SAS Programming Handout

SAS Statements: All SAS statements end with a semicolon, ";". A statement may occur on one line, or run across several lines. Several statements can also be placed on the same line, as long as each statement ends with a semicolon. Statements need not start in the first column, so some lines can be intended for easier reading. But, all statements must end in a semicolon.

The Comment statement: Any SAS statement that starts with an asterisk will be a comment statement. Comment statements do not result in any output. They are useful to label your SAS LOG in order to determine which program was run and on what data, and to provide explanations of programming steps for yourself and others.

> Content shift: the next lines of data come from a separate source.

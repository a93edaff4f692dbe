//! LLM client trait and types

use async_trait::async_trait;
use serde::{Deserialize, Serialize};

use crate::error::{AiError, Result};

/// Chat message role
#[derive(Debug, Clone, Copy, Serialize, Deserialize, PartialEq, Eq)]
#[serde(rename_all = "lowercase")]
pub enum Role {
    System,
    User,
    Assistant,
}

impl Role {
    pub fn as_str(&self) -> &'static str {
        match self {
            Role::System => "system",
            Role::User => "user",
            Role::Assistant => "assistant",
        }
    }
}

/// Chat message
#[derive(Debug, Clone, Serialize, Deserialize, PartialEq)]
pub struct Message {
    pub role: Role,
    pub content: String,
}

impl Message {
    /// Create a system message
    pub fn system(content: impl Into<String>) -> Self {
        Self {
            role: Role::System,
            content: content.into(),
        }
    }

    /// Create a user message
    pub fn user(content: impl Into<String>) -> Self {
        Self {
            role: Role::User,
            content: content.into(),
        }
    }

    /// Create an assistant message
    pub fn assistant(content: impl Into<String>) -> Self {
        Self {
            role: Role::Assistant,
            content: content.into(),
        }
    }
}

/// LLM completion response
#[derive(Debug, Clone)]
pub struct CompletionResponse {
    pub content: Option<String>,
    pub finish_reason: FinishReason,
    pub usage: Option<TokenUsage>,
}

/// Reason for completion
#[derive(Debug, Clone, PartialEq)]
pub enum FinishReason {
    Stop,
    MaxTokens,
    Error,
}

/// Token usage statistics
#[derive(Debug, Clone, Default)]
pub struct TokenUsage {
    pub prompt_tokens: u32,
    pub completion_tokens: u32,
    pub total_tokens: u32,
}

/// LLM completion request
#[derive(Debug, Clone)]
pub struct CompletionRequest {
    pub messages: Vec<Message>,
    pub temperature: Option<f32>,
    pub max_tokens: Option<u32>,
}

impl CompletionRequest {
    /// Create a new completion request
    pub fn new(messages: Vec<Message>) -> Self {
        Self {
            messages,
            temperature: None,
            max_tokens: None,
        }
    }

    /// Set temperature
    pub fn with_temperature(mut self, temp: f32) -> Self {
        self.temperature = Some(temp);
        self
    }

    /// Set max tokens
    pub fn with_max_tokens(mut self, tokens: u32) -> Self {
        self.max_tokens = Some(tokens);
        self
    }
}

/// LLM client trait
#[async_trait]
pub trait LlmClient: Send + Sync {
    /// Get provider name
    fn provider(&self) -> &str;

    /// Get model name
    fn model(&self) -> &str;

    /// Complete a chat request
    async fn complete(&self, request: CompletionRequest) -> Result<CompletionResponse>;
}

/// Send an ordered message list and return the completion text.
///
/// A response without any content is reported as [`AiError::InvalidFormat`];
/// callers that impose structure on the text do so themselves.
pub async fn invoke(client: &dyn LlmClient, messages: Vec<Message>) -> Result<String> {
    let response = client.complete(CompletionRequest::new(messages)).await?;
    response.content.ok_or_else(|| {
        AiError::InvalidFormat(format!(
            "{} returned an empty completion (finish reason: {:?})",
            client.provider(),
            response.finish_reason
        ))
    })
}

Comments may be placed anywhere in your SAS program. The following lines are statements that you might include at the start of your program.

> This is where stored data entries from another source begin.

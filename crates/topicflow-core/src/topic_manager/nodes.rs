//! Decision nodes of the topic manager graph.
//!
//! Every node follows the same round: refuse to run once the attempt budget
//! is spent, ask the model, keep the raw reply in `scratch`, parse it, and
//! record the outcome as the state's verdict. A rejected reply is explained
//! in `scratch` so the next attempt can see what went wrong.

use std::sync::Arc;

use async_trait::async_trait;
use topicflow_ai::{LlmClient, Message, invoke};
use tracing::{debug, info, warn};

use crate::directive::{
    Classification, Continuity, DirectiveFailure, HistoryMatch, Vocabulary, parse,
};
use crate::error::{FlowError, Result};
use crate::graph::Node;
use crate::state::{ConversationState, RoutingVerdict, StatePatch};
use crate::store::{create_topic, messages_for_active_topic, resurface_topic};
use crate::transcript::{format_dialog, format_dialog_with_topics, format_scratch, tail};

use super::prompts::{self, ANSWER_NUDGE};
use super::{CLASSIFICATION, CONTINUITY_CHECK, HISTORY_MATCH};

/// Model access and limits shared by the decision nodes.
#[derive(Clone)]
pub(crate) struct DecisionContext {
    llm: Arc<dyn LlmClient>,
    max_attempts: u32,
    transcript_window: usize,
}

impl DecisionContext {
    pub(crate) fn new(
        llm: Arc<dyn LlmClient>,
        max_attempts: u32,
        transcript_window: usize,
    ) -> Self {
        Self {
            llm,
            max_attempts: max_attempts.max(1),
            transcript_window,
        }
    }

    /// Run one model call for `node` and parse the reply with vocabulary `V`.
    ///
    /// The returned patch already records the reply; on failure it also
    /// carries the retry verdict and the incremented attempt count.
    async fn consult<V: Vocabulary>(
        &self,
        node: &str,
        state: &ConversationState,
        prompt: String,
    ) -> Result<(StatePatch, std::result::Result<V::Token, DirectiveFailure>)> {
        if state.attempts >= self.max_attempts {
            let last_failure = match &state.verdict {
                Some(RoutingVerdict::Retry(failure)) => failure.clone(),
                _ => DirectiveFailure::NoDirective,
            };
            return Err(FlowError::RetryExhausted {
                node: node.to_string(),
                attempts: state.attempts,
                last_failure,
            });
        }

        let attempt = state.attempts + 1;
        debug!(node, attempt, max = self.max_attempts, "Consulting model");
        let reply = invoke(
            self.llm.as_ref(),
            vec![Message::system(prompt), Message::user(ANSWER_NUDGE)],
        )
        .await?;

        let patch = StatePatch::new().append_scratch(reply.clone());
        match parse::<V>(&reply, state) {
            Ok(token) => Ok((patch, Ok(token))),
            Err(failure) => {
                warn!(
                    node,
                    attempt,
                    code = failure.code(),
                    error = %failure,
                    "Rejected model reply"
                );
                let patch = patch
                    .append_scratch(format!(
                        "NOTE: the answer above was rejected ({}): {failure}. \
                         End with a valid FINAL ANSWER line.",
                        failure.code()
                    ))
                    .with_attempts(attempt)
                    .with_verdict(RoutingVerdict::Retry(failure.clone()));
                Ok((patch, Err(failure)))
            }
        }
    }
}

/// Does the message continue the active topic?
pub struct ContinuityCheckNode {
    ctx: DecisionContext,
}

impl ContinuityCheckNode {
    pub(crate) fn new(ctx: DecisionContext) -> Self {
        Self { ctx }
    }
}

#[async_trait]
impl Node<ConversationState> for ContinuityCheckNode {
    async fn run(&self, state: &ConversationState) -> Result<StatePatch> {
        if state.topic_stack.is_empty() {
            debug!("No active topic, skipping continuity check");
            return Ok(StatePatch::new()
                .drain_scratch()
                .with_verdict(RoutingVerdict::DifferentTopic));
        }

        let messages = messages_for_active_topic(state)?;
        let dialog = format_dialog(tail(&messages, self.ctx.transcript_window).iter().copied());
        let prompt = prompts::continuity_prompt(
            &state.current_message,
            &dialog,
            &format_scratch(&state.scratch),
        );

        let (patch, outcome) = self
            .ctx
            .consult::<Continuity>(CONTINUITY_CHECK, state, prompt)
            .await?;
        Ok(match outcome {
            Ok(Continuity::Same) => {
                debug!("Message continues the active topic");
                patch.drain_scratch().with_verdict(RoutingVerdict::SameTopic)
            }
            Ok(Continuity::Different) => {
                debug!("Message leaves the active topic");
                patch.drain_scratch().with_verdict(RoutingVerdict::DifferentTopic)
            }
            Err(_) => patch,
        })
    }
}

/// Does the message belong to an earlier topic?
pub struct HistoryMatchNode {
    ctx: DecisionContext,
}

impl HistoryMatchNode {
    pub(crate) fn new(ctx: DecisionContext) -> Self {
        Self { ctx }
    }
}

#[async_trait]
impl Node<ConversationState> for HistoryMatchNode {
    async fn run(&self, state: &ConversationState) -> Result<StatePatch> {
        let topic_ids = state.topic_ids();
        if topic_ids.is_empty() {
            debug!("No topics yet, skipping history match");
            return Ok(StatePatch::new()
                .drain_scratch()
                .with_verdict(RoutingVerdict::NewTopic));
        }

        let messages: Vec<_> = state.dialogue.iter().collect();
        let dialog =
            format_dialog_with_topics(tail(&messages, self.ctx.transcript_window).iter().copied());
        let ids: Vec<String> = topic_ids.iter().map(ToString::to_string).collect();
        let prompt = prompts::history_prompt(
            &state.current_message,
            &dialog,
            &ids,
            &format_scratch(&state.scratch),
        );

        let (patch, outcome) = self
            .ctx
            .consult::<HistoryMatch>(HISTORY_MATCH, state, prompt)
            .await?;
        Ok(match outcome {
            Ok(HistoryMatch::NewTopic) => {
                debug!("No earlier topic matches");
                patch.drain_scratch().with_verdict(RoutingVerdict::NewTopic)
            }
            Ok(HistoryMatch::Existing(id)) => patch
                .and(resurface_topic(state, &id))
                .drain_scratch()
                .with_verdict(RoutingVerdict::Resurfaced(id)),
            Err(_) => patch,
        })
    }
}

/// Which handler owns a brand-new topic?
pub struct ClassificationNode {
    ctx: DecisionContext,
}

impl ClassificationNode {
    pub(crate) fn new(ctx: DecisionContext) -> Self {
        Self { ctx }
    }
}

#[async_trait]
impl Node<ConversationState> for ClassificationNode {
    async fn run(&self, state: &ConversationState) -> Result<StatePatch> {
        let prompt =
            prompts::classification_prompt(&state.current_message, &format_scratch(&state.scratch));

        let (patch, outcome) = self
            .ctx
            .consult::<Classification>(CLASSIFICATION, state, prompt)
            .await?;
        Ok(match outcome {
            Ok(handler) => {
                info!(handler = %handler, "Classified new topic");
                patch
                    .and(create_topic(state, Some(handler)))
                    .drain_scratch()
                    .with_verdict(RoutingVerdict::Classified(handler))
            }
            Err(_) => patch,
        })
    }
}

     **EXST7015 EXAMPLE 1******************************************;
     *** Simple linear regression example run in SAS (1/1/1960) ***;
     *** James P. Geaghan ***;
     **************************************************************;

A second type of comment is not a SAS statement. This type of comment employs special brackets (/* and */), and is created by surrounding any section of the program with /* in the front and */ after the end. Anything included within these brackets will not be executed. As a result, the brackets can not only be used to add comments anywhere in the program, but also to deactivate a part of a program. For example, the statements

     PROC SORT DATA=ONE; BY A B C; RUN;
     PROC PRINT DATA=ONE; VAR A B C D E F; RUN;

can be "turned off" by adding the brackets.

     /*
     PROC SORT DATA=ONE; BY A B C; RUN;
     PROC PRINT DATA=ONE; VAR A B C D E F; RUN;
     */

This can be useful to temporarily deactivate programming segments without actually deleting the statements.

Note that these two types of comments can be used anywhere in the program sections of SAS, but not within in the data listing if the data is included in the program.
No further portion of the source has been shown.